- Release poster
- Directed by: Tyler Perry
- Written by: Tyler Perry
- Produced by: Dianne Ashford; Will Areu; Angi Bones; Meagan Good; Tyler Perry;
- Starring: Meagan Good; Cory Hardrict; Joseph Lee Anderson; Taylor Polidore; Shannon Wallace; Richard Lawson; Debbi Morgan;
- Cinematography: Michael Watson
- Edited by: Storm Evans
- Music by: Sherri Chung
- Production companies: Amazon MGM Studios; Tyler Perry Studios;
- Distributed by: Amazon Prime Video
- Release date: July 11, 2024;
- Running time: 122 minutes
- Country: United States
- Language: English

= Divorce in the Black =

2024 film by Tyler Perry

Divorce in the Black (marketed as Tyler Perry's Divorce in the Black) is a 2024 American thriller-drama film directed by Tyler Perry and released on Amazon Prime Video. It stars Meagan Good as Ava, a young bank professional whose seemingly perfect marriage unravels when her husband abruptly leaves without explanation.

The film is a part of Tyler Perry's multi-picture deal with Amazon Studios, following previous collaborations with Netflix movies such as “A Jazzman’s Blues,” “A Madea Homecoming” and “A Fall from Grace”.

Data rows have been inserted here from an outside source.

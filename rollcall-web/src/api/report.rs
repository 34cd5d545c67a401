//! Attendance report route

use axum::{extract::State, Json};

use crate::api::ApiError;
use crate::attendance::{generate_report, ReportRow};
use crate::AppState;

/// GET /attendance-report
///
/// Per-student attendance summary, ordered by registration number.
pub async fn attendance_report(
    State(state): State<AppState>,
) -> Result<Json<Vec<ReportRow>>, ApiError> {
    let report = generate_report(&state.db).await?;
    Ok(Json(report))
}
//! The two grammars driven by the rule-table engine
//!
//! [`block`] handles whole lines and calls into [`inline`] for leaf text;
//! block quotes call back into [`block`]. Both tables are immutable statics,
//! so a conversion holds no state beyond its own buffers.

pub mod block;
pub mod inline;
mod scan;

pub use block::{parse_blocks, BLOCK_RULES, MAX_QUOTE_DEPTH};
pub use inline::{parse_inlines, INLINE_RULES};
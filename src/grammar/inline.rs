//! Inline Grammar
//!
//! Character-level formatting inside the leaf text handed over by block
//! handlers. Rule order, highest priority first:
//!
//! 1. escape   - `\` before one of ``\ ` * [ ] ( ) # - . >``
//! 2. strong   - `**…**`, never adjacent to a third `*`
//! 3. emphasis - `*…*`, never adjacent to a second `*`
//! 4. command  - `` `…` `` code span
//! 5. link     - `<"url" "text" "title">`
//! 6. image    - `["src" "alt" "title"]`
//! 7. tag      - raw inline HTML element
//! 8. br       - two or more spaces before a single newline
//! 9. text     - catch-all run up to the next special character
//!
//! Strong and emphasis recurse into this grammar for their interior. Code
//! spans, tags and escapes do not.

use super::scan;
use crate::encode::{encode, EncodeMode};
use crate::engine::{self, regex_match, Rule, RuleMatch};
use once_cell::sync::Lazy;
use regex::Regex;

static ESCAPE: Lazy<Regex> = Lazy::new(|| Regex::new(r"^\\([\\`*\[\]()#\-.>])").unwrap());
static COMMAND: Lazy<Regex> = Lazy::new(|| Regex::new(r"^`(.+?)`").unwrap());
static LINK: Lazy<Regex> =
    Lazy::new(|| Regex::new(r#"^<(".+?") *(".+?")? *(".+?")?>"#).unwrap());
static IMAGE: Lazy<Regex> =
    Lazy::new(|| Regex::new(r#"^\[(".+?") *(".+?")? *(".+?")?\]"#).unwrap());

/// Inline rules in priority order. The last rule is total.
pub static INLINE_RULES: &[Rule] = &[
    Rule {
        name: "escape",
        matcher: match_escape,
        handler: render_escape,
    },
    Rule {
        name: "strong",
        matcher: match_strong,
        handler: render_strong,
    },
    Rule {
        name: "emphasis",
        matcher: match_emphasis,
        handler: render_emphasis,
    },
    Rule {
        name: "command",
        matcher: match_command,
        handler: render_command,
    },
    Rule {
        name: "link",
        matcher: match_link,
        handler: render_link,
    },
    Rule {
        name: "image",
        matcher: match_image,
        handler: render_image,
    },
    Rule {
        name: "tag",
        matcher: scan::element,
        handler: render_verbatim,
    },
    Rule {
        name: "br",
        matcher: match_break,
        handler: render_break,
    },
    Rule {
        name: "text",
        matcher: match_text,
        handler: render_text,
    },
];

/// Render leaf text with the inline grammar.
pub fn parse_inlines(text: &str) -> String {
    engine::parse(text, INLINE_RULES)
}

fn match_escape(text: &str) -> Option<RuleMatch<'_>> {
    regex_match(&ESCAPE, text)
}

fn match_strong(text: &str) -> Option<RuleMatch<'_>> {
    scan::starred_span(text, "**")
}

fn match_emphasis(text: &str) -> Option<RuleMatch<'_>> {
    scan::starred_span(text, "*")
}

fn match_command(text: &str) -> Option<RuleMatch<'_>> {
    regex_match(&COMMAND, text)
}

fn match_link(text: &str) -> Option<RuleMatch<'_>> {
    regex_match(&LINK, text)
}

fn match_image(text: &str) -> Option<RuleMatch<'_>> {
    regex_match(&IMAGE, text)
}

/// `^ {2,}\n(?!\n)`
fn match_break(text: &str) -> Option<RuleMatch<'_>> {
    let bytes = text.as_bytes();
    if !scan::starts_with_break(bytes) {
        return None;
    }

    let newline = bytes.iter().position(|&b| b == b'\n')?;
    if bytes.get(newline + 1) == Some(&b'\n') {
        return None;
    }
    Some(RuleMatch::new(text, newline + 1))
}

/// `^[\s\S]+?(?=[\\<\[*`]| {2,}\n|$)`: at least one char, stopping before
/// the next special character, the next hard break, or the end of input
/// (where a single final newline is left for the caller).
fn match_text(text: &str) -> Option<RuleMatch<'_>> {
    let bytes = text.as_bytes();
    let first = text.chars().next()?.len_utf8();

    // Only ASCII bytes can stop the run, so every stop is a char boundary.
    let end = (first..bytes.len())
        .find(|&p| {
            matches!(bytes[p], b'\\' | b'<' | b'[' | b'*' | b'`')
                || (bytes[p] == b'\n' && p + 1 == bytes.len())
                || scan::starts_with_break(&bytes[p..])
        })
        .unwrap_or(bytes.len());

    Some(RuleMatch::new(text, end))
}

fn render_escape(m: &RuleMatch<'_>) -> String {
    m.group(1).unwrap_or_default().to_string()
}

fn render_strong(m: &RuleMatch<'_>) -> String {
    format!("<strong>{}</strong>", parse_inlines(m.group(1).unwrap_or_default()))
}

fn render_emphasis(m: &RuleMatch<'_>) -> String {
    format!("<em>{}</em>", parse_inlines(m.group(1).unwrap_or_default()))
}

fn render_command(m: &RuleMatch<'_>) -> String {
    let code = encode(m.group(1).unwrap_or_default(), EncodeMode::PreserveEntities);
    format!("<code>{code}</code>")
}

/// Attribute values are the captured groups verbatim, quotes included.
/// With three groups the title attribute repeats the URL group.
fn render_link(m: &RuleMatch<'_>) -> String {
    let url = m.group(1).unwrap_or_default();
    let title = match m.group(3) {
        Some(_) => format!(" title={url}"),
        None => String::new(),
    };
    let label = m.group(2).unwrap_or(url).trim_matches('"');

    format!("<a href={url}{title}>{label}</a>")
}

fn render_image(m: &RuleMatch<'_>) -> String {
    let src = m.group(1).unwrap_or_default();
    let title = m
        .group(3)
        .map(|title| format!(" title={title}"))
        .unwrap_or_default();
    let alt = m
        .group(2)
        .map(|alt| format!(" alt={alt}"))
        .unwrap_or_default();

    format!("<img src={src}{title}{alt} />")
}

fn render_verbatim(m: &RuleMatch<'_>) -> String {
    m.as_str().to_string()
}

/// Emits `<br />` and the newline. The trailing spaces that formed the break
/// are dropped, so this differs byte for byte from converters that echo the
/// whole `  \n` run after the tag.
fn render_break(_: &RuleMatch<'_>) -> String {
    "<br />\n".to_string()
}

fn render_text(m: &RuleMatch<'_>) -> String {
    encode(m.as_str(), EncodeMode::PreserveEntities)
}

Principal photography began in 2023, and the film was officially announced by Amazon MGM Studios in early 2024. It attracted attention online due to its ensemble cast and Tyler Perry's return to dramatic filmmaking outside of his Madea franchise. The cast also includes Cory Hardrict, Joseph Lee Anderson, Taylor Polidore, Shannon Wallace, Richard Lawson, and Debbi Morgan.

Divorce in the Black was released on July 11, 2024, and received negative reviews from critics.

== Plot ==
Ava returns to her hometown with her husband Dallas to attend the funeral of his oldest brother. At the service, tensions rise when Ava's father, Clarence, a local preacher, offends Dallas's mother, Linda. After a heated argument, Linda orders her remaining sons to take the body from the church and bring it home. Ava stays behind to speak with her parents and her friend Rona, discussing her troubled relationship with Dallas.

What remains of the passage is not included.